なんでいきてんの
投稿者:ちょっとヒンヤリ (1)
高校生のときの話だ。
定期考査が終わった解放感で、友達と家でゲームをしていた。普段は部活やら勉強やらで忙しいけど、テスト期間中は部活も休みになる。だから、テストが終わった日はいつもこうやって羽を伸ばしていた。
とはいえ俺は疲れていた。テスト前日まで毎日夜遅くまで一夜漬けしていたせいで、ほとんど寝ていない。久々にゲームをしたい気持ちはあったけど、眠気が勝ってきてとうとう限界がきた。
「ごめん、少しだけ寝るわ」
そう言って、床に転がしていた通学カバンを枕代わりにして横になった。
そこで夢を見た。
目が覚めると、俺は電車の中にいた。周囲の座席にはぎっしりと乗客が座っているけど、全員がうつむいている。誰も顔を上げようとしないし、表情も見えない。不気味なほど静かで、車両全体にどんよりとした空気が漂っていた。
不思議と、俺はすぐに「これは夢だ」と気づいた。最近明晰夢の見方って動画を見たからかな。なんだか直感的にわかったんだ。
「明晰夢か……なら、少し楽しむか」
そう思いながら、特に何もせず、ただ電車に揺られていた。だけどすぐに奇妙なことが起きた。
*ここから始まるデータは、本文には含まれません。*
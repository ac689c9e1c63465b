use async_trait::async_trait;
use serde::Deserialize;
use serverwatch_application::ports::CacheSettingsPort;
use serverwatch_domain::{CacheIntervals, DomainError};
use std::io::ErrorKind;
use std::path::PathBuf;

#[derive(Debug, Default, Deserialize)]
struct SettingsDocument {
    #[serde(default)]
    cache: CacheIntervals,
}

/// Reads cache intervals from the admin settings document.
///
/// A missing file means "no overrides"; an unreadable or malformed one is an
/// error so the caller can log it before falling back.
pub struct JsonCacheSettings {
    path: PathBuf,
}

impl JsonCacheSettings {
    pub fn new(path: impl Into<PathBuf>) -> Self {
        Self { path: path.into() }
    }

    pub fn parse(contents: &str) -> Result<CacheIntervals, DomainError> {
        serde_json::from_str::<SettingsDocument>(contents)
            .map(|document| document.cache)
            .map_err(|e| DomainError::ConfigError(format!("invalid settings document: {}", e)))
    }
}

#[async_trait]
impl CacheSettingsPort for JsonCacheSettings {
    async fn load_intervals(&self) -> Result<CacheIntervals, DomainError> {
        match tokio::fs::read_to_string(&self.path).await {
            Ok(contents) => Self::parse(&contents),
            Err(e) if e.kind() == ErrorKind::NotFound => Ok(CacheIntervals::default()),
            Err(e) => Err(DomainError::IoError(format!(
                "cannot read {}: {}",
                self.path.display(),
                e
            ))),
        }
    }
}
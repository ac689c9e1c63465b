pub mod dto;
pub mod errors;
pub mod handlers;
pub mod middleware;
pub mod routes;
pub mod state;

pub use routes::create_api_routes;
pub use state::AppState;
use crate::CacheMaintenanceJob;
use std::sync::Arc;
use tokio_util::sync::CancellationToken;
use tracing::info;

pub struct JobRunner {
    cache_maintenance: Option<CacheMaintenanceJob>,
    shutdown: Option<CancellationToken>,
}

impl JobRunner {
    pub fn new() -> Self {
        Self {
            cache_maintenance: None,
            shutdown: None,
        }
    }

    pub fn with_cache_maintenance(mut self, job: CacheMaintenanceJob) -> Self {
        self.cache_maintenance = Some(job);
        self
    }

    pub fn with_shutdown_token(mut self, token: CancellationToken) -> Self {
        self.shutdown = Some(token);
        self
    }

    pub async fn start(self) {
        info!("Starting background job runner");

        if let Some(job) = self.cache_maintenance {
            let job = match self.shutdown {
                Some(token) => job.with_cancellation(token),
                None => job,
            };
            Arc::new(job).start().await;
        }

        info!("All background jobs started");
    }
}

impl Default for JobRunner {
    fn default() -> Self {
        Self::new()
    }
}
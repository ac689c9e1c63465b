//! Serverwatch Application Layer
pub mod ports;
pub mod services;
pub mod use_cases;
車両の一番前の座席に座っていた人が無言で立ち上がり、次の車両へ向かって歩き出したんだ。
その後ろの人も、そのまた後ろの人も、ほぼ等間隔で立ち上がって移動していく。
最初はなんとなく眺めていたけど、段々とその動きが自分の方に近づいてきたのを感じて、落ち着かなくなった。
「これ、俺も立たなきゃいけないのか……?」
でも、夢だとわかっている以上、従う理由もない。だから俺は、自分の順番が来ても動かないことにした。
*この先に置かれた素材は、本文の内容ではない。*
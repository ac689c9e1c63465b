#![allow(dead_code)]

pub mod a2s_server_mock;
pub mod mock_query;

pub use a2s_server_mock::{MockA2sBehavior, MockA2sServer};
pub use mock_query::MockServerQuery;

use serverwatch_domain::ServerTarget;
use std::sync::Arc;

pub const START_MS: u64 = 1_700_000_000_000;

pub fn target(id: &str, host: &str, port: u16) -> ServerTarget {
    ServerTarget::new(
        Arc::from(id),
        Arc::from(format!("{} server", id)),
        Arc::from(host),
        port,
        Arc::from("Frankfurt"),
        Arc::from(format!("steam://connect/{}:{}", host, port)),
        false,
    )
}
#![allow(dead_code)]

use async_trait::async_trait;
use axum::{
    body::Body,
    http::{Request, StatusCode},
    Router,
};
use http_body_util::BodyExt;
use serde_json::Value;
use serverwatch_api::{create_api_routes, AppState};
use serverwatch_application::{
    ports::{
        BackgroundQueryPort, CacheSettingsPort, QueryCompletion, QueryPoolStatus,
        ServerRegistryPort,
    },
    services::CacheTtlService,
    use_cases::{GetCacheStatsUseCase, GetServerStatusUseCase, ManageCacheUseCase},
};
use serverwatch_domain::{
    config::CacheConfig, CacheIntervals, DomainError, GameServerState, ServerStatusResult,
    ServerTarget,
};
use serverwatch_infrastructure::cache::{ManualClock, TtlCache};
use std::sync::atomic::{AtomicU64, Ordering};
use std::sync::Arc;
use std::time::Duration;
use tower::ServiceExt;

pub const START_MS: u64 = 1_700_000_000_000;
pub const ADMIN_KEY: &str = "test-admin-key";

pub fn target(id: &str) -> ServerTarget {
    ServerTarget::new(
        Arc::from(id),
        Arc::from(format!("Server {}", id).as_str()),
        Arc::from("127.0.0.1"),
        27015,
        Arc::from("EU"),
        Arc::from(format!("steam://connect/127.0.0.1:27015/{}", id).as_str()),
        false,
    )
}

pub struct StaticRegistry {
    servers: Vec<ServerTarget>,
}

#[async_trait]
impl ServerRegistryPort for StaticRegistry {
    async fn load_servers(&self) -> Result<Vec<ServerTarget>, DomainError> {
        Ok(self.servers.clone())
    }
}

pub struct StaticSettings;

#[async_trait]
impl CacheSettingsPort for StaticSettings {
    async fn load_intervals(&self) -> Result<CacheIntervals, DomainError> {
        Ok(CacheIntervals::default())
    }
}

/// Answers every query with an online status after no delay.
pub struct InstantQuery {
    calls: AtomicU64,
}

impl InstantQuery {
    pub fn calls(&self) -> u64 {
        self.calls.load(Ordering::SeqCst)
    }
}

#[async_trait]
impl BackgroundQueryPort for InstantQuery {
    async fn query_in_background(
        &self,
        target: &ServerTarget,
    ) -> Result<QueryCompletion, DomainError> {
        self.calls.fetch_add(1, Ordering::SeqCst);
        let state = GameServerState {
            name: Some(target.name.to_string()),
            map: Some("ctf_2fort".to_string()),
            max_players: Some(32),
            players: Vec::new(),
        };
        Ok(QueryCompletion {
            result: ServerStatusResult::online(target, state, 12),
            joined_in_flight: false,
        })
    }

    fn status(&self) -> QueryPoolStatus {
        QueryPoolStatus {
            running_queries: 0,
            max_concurrent: 4,
            queued_queries: 0,
            active_queries: 0,
        }
    }
}

pub struct TestApp {
    pub router: Router,
    pub cache: Arc<TtlCache<ServerStatusResult>>,
    pub clock: Arc<ManualClock>,
    pub queries: Arc<InstantQuery>,
}

impl TestApp {
    pub fn new(admin_key: Option<&str>) -> Self {
        Self::with_servers(vec![target("main"), target("arena")], admin_key)
    }

    pub fn with_servers(servers: Vec<ServerTarget>, admin_key: Option<&str>) -> Self {
        let clock = Arc::new(ManualClock::new(START_MS));
        let cache = Arc::new(TtlCache::with_clock(clock.clone()));
        let queries = Arc::new(InstantQuery {
            calls: AtomicU64::new(0),
        });

        let server_status = Arc::new(GetServerStatusUseCase::new(
            Arc::new(StaticRegistry { servers }),
            cache.clone(),
            queries.clone(),
            Arc::new(CacheTtlService::new(Arc::new(StaticSettings))),
        ));

        let state = AppState {
            server_status,
            cache_stats: Arc::new(GetCacheStatsUseCase::new(cache.clone())),
            manage_cache: Arc::new(ManageCacheUseCase::new(
                cache.clone(),
                CacheConfig::default(),
            )),
            query_pool: queries.clone(),
            admin_key: admin_key.map(Arc::from),
        };

        Self {
            router: create_api_routes(state),
            cache,
            clock,
            queries,
        }
    }

    pub async fn get(&self, uri: &str, key: Option<&str>) -> (StatusCode, Value) {
        let mut builder = Request::builder().uri(uri).method("GET");
        if let Some(key) = key {
            builder = builder.header("X-Api-Key", key);
        }
        self.send(builder.body(Body::empty()).unwrap()).await
    }

    pub async fn post_json(&self, uri: &str, body: Value, key: Option<&str>) -> (StatusCode, Value) {
        let mut builder = Request::builder()
            .uri(uri)
            .method("POST")
            .header("content-type", "application/json");
        if let Some(key) = key {
            builder = builder.header("X-Api-Key", key);
        }
        self.send(builder.body(Body::from(body.to_string())).unwrap())
            .await
    }

    async fn send(&self, request: Request<Body>) -> (StatusCode, Value) {
        let response = self.router.clone().oneshot(request).await.unwrap();
        let status = response.status();
        let bytes = response.into_body().collect().await.unwrap().to_bytes();
        let json = if bytes.is_empty() {
            Value::Null
        } else {
            serde_json::from_slice(&bytes).unwrap_or(Value::Null)
        };
        (status, json)
    }

    /// Waits for the background refresh spawned by a cache miss to land.
    pub async fn wait_for_key(&self, key: &str) {
        for _ in 0..100 {
            if self.cache.get(key).is_some() {
                return;
            }
            tokio::time::sleep(Duration::from_millis(10)).await;
        }
        panic!("cache key {} was never written", key);
    }
}
mod background_query;
mod cache_admin_port;
mod cache_maintenance_port;
mod cache_settings;
mod cache_store;
mod server_query;
mod server_registry;

pub use background_query::{BackgroundQueryPort, QueryCompletion, QueryPoolStatus};
pub use cache_admin_port::{CacheAdminPort, CacheEntryStats, CacheStats};
pub use cache_maintenance_port::{CacheMaintenancePort, CacheSweepOutcome};
pub use cache_settings::CacheSettingsPort;
pub use cache_store::CacheStore;
pub use server_query::ServerQueryPort;
pub use server_registry::ServerRegistryPort;

// Re-export for convenience
pub use serverwatch_domain::{CacheEntry, ServerStatusResult, ServerTarget};
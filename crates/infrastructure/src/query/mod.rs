pub mod a2s;
mod source_query;
mod worker_pool;

pub use source_query::SourceQueryClient;
pub use worker_pool::QueryWorkerPool;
やがて、目の前の人が立ち上がって移動していき、とうとう俺の番がきた。だけど俺は動かなかった。下を向いてやり過ごそうとした。
そのとき、異様な気配を感じた。
隣に座っている人が、じっとこちらを見ている気配がする。でも怖くて顔を上げられない。次の人が勝手に立ち上がるだろうと思っていたけど、何分経っても次の人は動かない。
気になって、ゆっくり顔を上げた。
そこで目が合った。
隣の人は、まるで怒りを押し殺したような顔で俺を睨んでいた。だけど何よりも恐ろしかったのは、その目。全体が真っ黒で、光も感情もまったくない。まるで底なしの闇に引き込まれるような感覚だった。
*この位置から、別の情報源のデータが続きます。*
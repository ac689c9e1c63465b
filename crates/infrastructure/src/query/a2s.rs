//! Source engine server query (A2S) wire format.
//!
//! Every datagram starts with a 4-byte header: `FF FF FF FF` for a single
//! packet or `FE FF FF FF` for one fragment of a split response. All
//! integers are little-endian; strings are NUL-terminated.

use bytes::{Buf, BufMut, BytesMut};
use serverwatch_domain::{DomainError, GameServerState, RawPlayer};
use std::collections::BTreeMap;

pub const SINGLE_PACKET_HEADER: i32 = -1;
pub const SPLIT_PACKET_HEADER: i32 = -2;

const A2S_INFO: u8 = 0x54;
const A2S_PLAYER: u8 = 0x55;
const S2C_CHALLENGE: u8 = 0x41;
const S2A_INFO: u8 = 0x49;
const S2A_PLAYER: u8 = 0x44;

const INFO_PAYLOAD: &[u8] = b"Source Engine Query\0";
const NO_CHALLENGE: [u8; 4] = [0xFF; 4];
const COMPRESSED_FLAG: u32 = 0x8000_0000;

/// Largest datagram a server is expected to send.
pub const MAX_PACKET_SIZE: usize = 1400;

pub fn info_request(challenge: Option<[u8; 4]>) -> Vec<u8> {
    let mut buf = BytesMut::with_capacity(29);
    buf.put_i32_le(SINGLE_PACKET_HEADER);
    buf.put_u8(A2S_INFO);
    buf.put_slice(INFO_PAYLOAD);
    if let Some(challenge) = challenge {
        buf.put_slice(&challenge);
    }
    buf.to_vec()
}

/// Without a challenge the request asks the server to issue one.
pub fn player_request(challenge: Option<[u8; 4]>) -> Vec<u8> {
    let mut buf = BytesMut::with_capacity(9);
    buf.put_i32_le(SINGLE_PACKET_HEADER);
    buf.put_u8(A2S_PLAYER);
    buf.put_slice(&challenge.unwrap_or(NO_CHALLENGE));
    buf.to_vec()
}

/// Server information from an `S2A_INFO` response.
#[derive(Debug, Clone, Default, PartialEq, Eq)]
pub struct ServerInfo {
    pub protocol: u8,
    pub name: String,
    pub map: String,
    pub folder: String,
    pub game: String,
    pub app_id: u16,
    pub players: u8,
    pub max_players: u8,
    pub bots: u8,
}

#[derive(Debug, Clone, PartialEq)]
pub enum Response {
    Challenge([u8; 4]),
    Info(ServerInfo),
    Players(Vec<RawPlayer>),
}

/// One datagram, before reassembly.
#[derive(Debug, Clone, PartialEq, Eq)]
pub enum Packet {
    /// Payload following the `FF FF FF FF` header.
    Single(Vec<u8>),
    Split(SplitFragment),
}

#[derive(Debug, Clone, PartialEq, Eq)]
pub struct SplitFragment {
    pub id: u32,
    pub total: u8,
    pub number: u8,
    pub payload: Vec<u8>,
}

pub fn parse_packet(datagram: &[u8]) -> Result<Packet, DomainError> {
    let mut buf = datagram;
    ensure(&buf, 4, "packet header")?;

    match buf.get_i32_le() {
        SINGLE_PACKET_HEADER => Ok(Packet::Single(buf.to_vec())),
        SPLIT_PACKET_HEADER => {
            ensure(&buf, 8, "split packet header")?;
            let id = buf.get_u32_le();
            if id & COMPRESSED_FLAG != 0 {
                return Err(malformed("compressed split packets are not supported"));
            }
            let total = buf.get_u8();
            let number = buf.get_u8();
            let _size = buf.get_u16_le();

            if total == 0 || number >= total {
                return Err(malformed(format!(
                    "split packet {} of {} is out of range",
                    number, total
                )));
            }

            Ok(Packet::Split(SplitFragment {
                id,
                total,
                number,
                payload: buf.to_vec(),
            }))
        }
        other => Err(malformed(format!("unknown packet header {:#010x}", other))),
    }
}

/// Collects split fragments until the full message is available.
#[derive(Debug, Default)]
pub struct SplitAssembler {
    id: Option<u32>,
    total: u8,
    parts: BTreeMap<u8, Vec<u8>>,
}

impl SplitAssembler {
    pub fn new() -> Self {
        Self::default()
    }

    /// Returns the reassembled message once every fragment has arrived.
    ///
    /// The message still carries its own `FF FF FF FF` header.
    pub fn push(&mut self, fragment: SplitFragment) -> Result<Option<Vec<u8>>, DomainError> {
        match self.id {
            None => {
                self.id = Some(fragment.id);
                self.total = fragment.total;
            }
            Some(id) if id != fragment.id || self.total != fragment.total => {
                return Err(malformed("split fragments belong to different responses"));
            }
            Some(_) => {}
        }

        self.parts.insert(fragment.number, fragment.payload);

        if self.parts.len() < self.total as usize {
            return Ok(None);
        }

        let message = std::mem::take(&mut self.parts)
            .into_values()
            .flatten()
            .collect();
        self.id = None;
        Ok(Some(message))
    }
}

/// Decodes the payload of a single (or reassembled, header-stripped) packet.
pub fn decode_response(payload: &[u8]) -> Result<Response, DomainError> {
    let mut buf = payload;
    ensure(&buf, 1, "response type")?;

    match buf.get_u8() {
        S2C_CHALLENGE => {
            ensure(&buf, 4, "challenge")?;
            let mut challenge = [0u8; 4];
            buf.copy_to_slice(&mut challenge);
            Ok(Response::Challenge(challenge))
        }
        S2A_INFO => decode_info(buf).map(Response::Info),
        S2A_PLAYER => decode_players(buf).map(Response::Players),
        other => Err(malformed(format!("unexpected response type {:#04x}", other))),
    }
}

fn decode_info(mut buf: &[u8]) -> Result<ServerInfo, DomainError> {
    ensure(&buf, 1, "protocol")?;
    let protocol = buf.get_u8();
    let name = read_cstring(&mut buf, "server name")?;
    let map = read_cstring(&mut buf, "map")?;
    let folder = read_cstring(&mut buf, "folder")?;
    let game = read_cstring(&mut buf, "game")?;
    ensure(&buf, 5, "player counts")?;
    let app_id = buf.get_u16_le();
    let players = buf.get_u8();
    let max_players = buf.get_u8();
    let bots = buf.get_u8();

    Ok(ServerInfo {
        protocol,
        name,
        map,
        folder,
        game,
        app_id,
        players,
        max_players,
        bots,
    })
}

fn decode_players(mut buf: &[u8]) -> Result<Vec<RawPlayer>, DomainError> {
    ensure(&buf, 1, "player count")?;
    let count = buf.get_u8() as usize;
    let mut players = Vec::with_capacity(count);

    for _ in 0..count {
        ensure(&buf, 1, "player index")?;
        let _index = buf.get_u8();
        let name = read_cstring(&mut buf, "player name")?;
        ensure(&buf, 8, "player score")?;
        let score = buf.get_i32_le();
        let duration = buf.get_f32_le();

        players.push(RawPlayer {
            name: Some(name),
            score: Some(score as i64),
            connected_seconds: Some(duration as f64),
        });
    }

    Ok(players)
}

/// Combines the info and player responses into protocol-neutral state.
pub fn into_state(info: ServerInfo, players: Vec<RawPlayer>) -> GameServerState {
    GameServerState {
        name: Some(info.name),
        map: Some(info.map),
        max_players: Some(info.max_players as u32),
        players,
    }
}

fn read_cstring(buf: &mut &[u8], field: &str) -> Result<String, DomainError> {
    let end = buf
        .iter()
        .position(|&b| b == 0)
        .ok_or_else(|| malformed(format!("unterminated {}", field)))?;
    let value = String::from_utf8_lossy(&buf[..end]).into_owned();
    buf.advance(end + 1);
    Ok(value)
}

fn ensure(buf: &&[u8], needed: usize, field: &str) -> Result<(), DomainError> {
    if buf.remaining() < needed {
        return Err(malformed(format!("truncated {}", field)));
    }
    Ok(())
}

fn malformed(msg: impl Into<String>) -> DomainError {
    DomainError::MalformedResponse(msg.into())
}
息が止まりそうになった俺は、反射的に周囲を見渡した。
すると、全員が俺を見ていた。
さっきまでうつむいていたはずの乗客たち全員が顔を上げ、真っ黒な目で、同じ形相で俺を見つめている。何かを責めるように。
「なんなんだよ……これ……」
動けないまま時間が過ぎる。でもその視線に耐えられなくなり、思わず席を立ってしまった。すると全員がまたうつむいた。あまりの異様さに震えながら、前の人たちと同じように車両の出口に向かった。
でも出口にたった俺は愕然とした。
そこには次の車両なんてなかった。ただ、外に吹き付ける冷たい風と、猛スピードで走る列車の音だけが耳に入ってくる。先に進むには、ここから飛び降りるしかない。飛び降りたら死ぬ。そう確信した。
足がすくんで動けない。でも背後から、またあの視線を感じる。振り返らなくてもわかる。全員が俺を見ているんだ。
怖〜
怖〜
飛び降りてたら本当に死んでたのかな?
友人に幽霊が乗り移ってたのかな?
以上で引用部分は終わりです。